Among the reasons to oppose Conlin, the Wallingford resident ticks off Conlin's muddy leadership as a two-term council president, his lone "no" vote on Seattle's paid sick leave legislation, and Conlin's lip service to environmentalism, which Carver says has produced no substantive support for transit. "Transit is now just getting into the planning phase, and that's mostly thanks to Mayor Mike McGinn," he says.
Carver hopes to bring a more progressive voting record to the council, starting with Seattle's contentious South Lake Union redevelopment. Although Conlin voted in favor of legislation to leverage development in the booming neighborhood to support more affordable housing, Carver says Conlin has been "shortsighted" in suggesting the city invest in low-income housing in far-flung areas like Rainier Valley, where it's cheaper to build, instead of neighborhoods where new jobs are being created, like South Lake Union.
"We need to ensure people can afford to live where they work," Carver says.
Carver strikes me as a soft-spoken, unassuming guy—the kind of guy who tweets about transit, nonviolence, and the weather with equal fervor, and the kind of guy who, I suspect, would happily tattoo a heart with the word "bureaucracy" on his chest if it wouldn't hurt his chances of being a blood donor.
Conlin is kicking off his reelection campaign with 16 years of name recognition and more than $40,000 cash on hand—a substantial war chest.
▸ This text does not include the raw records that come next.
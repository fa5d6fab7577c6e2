//! Session storage: a typed wrapper over an injected key-value store.

use std::collections::HashMap;
use std::fmt;
use std::sync::Arc;

use async_trait::async_trait;
use tokio::sync::RwLock;

use crate::error::{AuthError, Result};

/// Storage key for the access token.
pub const ACCESS_TOKEN_KEY: &str = "bellor_access_token";
/// Storage key for the refresh token.
pub const REFRESH_TOKEN_KEY: &str = "bellor_refresh_token";
/// Storage key for the cached user profile.
pub const USER_KEY: &str = "bellor_user";

/// Injected key-value persistence backend.
///
/// Implementations may be backed by anything that can get/set/remove strings
/// by key. Absent keys are `Ok(None)`, never an error; failed writes must
/// surface as errors rather than being dropped silently.
#[async_trait]
pub trait KeyValueStore: Send + Sync + fmt::Debug {
    async fn get(&self, key: &str) -> Result<Option<String>>;
    async fn set(&self, key: &str, value: &str) -> Result<()>;
    async fn remove(&self, key: &str) -> Result<()>;
}

/// In-memory store, used in tests and as the default backend.
#[derive(Debug, Default)]
pub struct MemoryStore {
    values: RwLock<HashMap<String, String>>,
}

impl MemoryStore {
    pub fn new() -> Self {
        Self::default()
    }
}

#[async_trait]
impl KeyValueStore for MemoryStore {
    async fn get(&self, key: &str) -> Result<Option<String>> {
        Ok(self.values.read().await.get(key).cloned())
    }

    async fn set(&self, key: &str, value: &str) -> Result<()> {
        self.values
            .write()
            .await
            .insert(key.to_string(), value.to_string());
        Ok(())
    }

    async fn remove(&self, key: &str) -> Result<()> {
        self.values.write().await.remove(key);
        Ok(())
    }
}

/// Typed access to the session triple (access token, refresh token, cached
/// user profile).
///
/// The triple is mutated only through [`TokenLifecycle`](crate::TokenLifecycle):
/// login installs it whole, refresh replaces the tokens, logout and terminal
/// refresh failure clear everything.
#[derive(Debug, Clone)]
pub struct TokenStore {
    kv: Arc<dyn KeyValueStore>,
}

impl TokenStore {
    pub fn new(kv: Arc<dyn KeyValueStore>) -> Self {
        Self { kv }
    }

    /// Store backed by a fresh [`MemoryStore`].
    pub fn in_memory() -> Self {
        Self::new(Arc::new(MemoryStore::new()))
    }

    pub async fn access_token(&self) -> Result<Option<String>> {
        self.kv.get(ACCESS_TOKEN_KEY).await
    }

    pub async fn refresh_token(&self) -> Result<Option<String>> {
        self.kv.get(REFRESH_TOKEN_KEY).await
    }

    /// Cached user profile blob, as stored at login.
    pub async fn user(&self) -> Result<Option<serde_json::Value>> {
        match self.kv.get(USER_KEY).await? {
            Some(raw) => serde_json::from_str(&raw)
                .map(Some)
                .map_err(|e| AuthError::Storage(format!("corrupt cached user: {}", e))),
            None => Ok(None),
        }
    }

    pub async fn set_access_token(&self, token: &str) -> Result<()> {
        self.kv.set(ACCESS_TOKEN_KEY, token).await
    }

    pub async fn set_refresh_token(&self, token: &str) -> Result<()> {
        self.kv.set(REFRESH_TOKEN_KEY, token).await
    }

    pub async fn set_user(&self, user: &serde_json::Value) -> Result<()> {
        let raw = serde_json::to_string(user).map_err(|e| AuthError::Storage(e.to_string()))?;
        self.kv.set(USER_KEY, &raw).await
    }

    /// Replace the whole triple (login, registration, OAuth completion).
    pub async fn set_session(
        &self,
        access: &str,
        refresh: &str,
        user: Option<&serde_json::Value>,
    ) -> Result<()> {
        self.set_access_token(access).await?;
        self.set_refresh_token(refresh).await?;
        if let Some(user) = user {
            self.set_user(user).await?;
        }
        Ok(())
    }

    /// Remove all three kinds. Every removal is attempted before the first
    /// failure is surfaced, so an error never leaves a half-cleared session.
    pub async fn clear(&self) -> Result<()> {
        let access = self.kv.remove(ACCESS_TOKEN_KEY).await;
        let refresh = self.kv.remove(REFRESH_TOKEN_KEY).await;
        let user = self.kv.remove(USER_KEY).await;
        access.and(refresh).and(user)
    }
}

#[cfg(test)]
mod tests {
    use super::*;
    use serde_json::json;

    #[tokio::test]
    async fn test_absent_keys_read_as_none() {
        let store = TokenStore::in_memory();
        assert!(store.access_token().await.unwrap().is_none());
        assert!(store.refresh_token().await.unwrap().is_none());
        assert!(store.user().await.unwrap().is_none());
    }

    #[tokio::test]
    async fn test_set_and_get_tokens() {
        let store = TokenStore::in_memory();
        store.set_access_token("access-1").await.unwrap();
        store.set_refresh_token("refresh-1").await.unwrap();

        assert_eq!(store.access_token().await.unwrap().unwrap(), "access-1");
        assert_eq!(store.refresh_token().await.unwrap().unwrap(), "refresh-1");
    }

    #[tokio::test]
    async fn test_user_blob_round_trips() {
        let store = TokenStore::in_memory();
        let user = json!({"id": "u1", "firstName": "John"});
        store.set_user(&user).await.unwrap();

        assert_eq!(store.user().await.unwrap().unwrap(), user);
    }

    #[tokio::test]
    async fn test_set_session_replaces_triple() {
        let store = TokenStore::in_memory();
        store.set_session("a1", "r1", None).await.unwrap();
        store
            .set_session("a2", "r2", Some(&json!({"id": "u2"})))
            .await
            .unwrap();

        assert_eq!(store.access_token().await.unwrap().unwrap(), "a2");
        assert_eq!(store.refresh_token().await.unwrap().unwrap(), "r2");
        assert_eq!(store.user().await.unwrap().unwrap()["id"], "u2");
    }

    #[tokio::test]
    async fn test_clear_removes_all_three() {
        let store = TokenStore::in_memory();
        store
            .set_session("a1", "r1", Some(&json!({"id": "u1"})))
            .await
            .unwrap();

        store.clear().await.unwrap();

        assert!(store.access_token().await.unwrap().is_none());
        assert!(store.refresh_token().await.unwrap().is_none());
        assert!(store.user().await.unwrap().is_none());
    }
}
Meanwhile, Conlin's other challenger, Kshama Sawant, is a full-throated socialist and economics professor who dominates debates (but who has only $1,767 cash on hand, according to recent Seattle Ethics and Elections Commission filings).
Carver enters the race with $25,000 cash on hand, but his relative youth and soft-spokenness could make him into the forgotten third wheel if he's not careful. It's happened before: In 2009, Carver ran for the council's open seat against Sally Bagshaw and three others, but even he admits that he was forgettable. "I didn't have a strong idea of what I was doing and what I would do on city council at that time," he explains. "When I joined the race, it was my entry point for getting involved in the community."
Since then, he's worked hard to improve his political chops as the chair of the King County Democrats' Voter Outreach Committee. He's also volunteered on numerous campaigns, including those of Sylvester Cann, Sahar Fathi, and Governor Jay Inslee, and Mike McGinn's first mayoral race. Now, four years later, Carver says he's prepared to tackle Conlin head-on.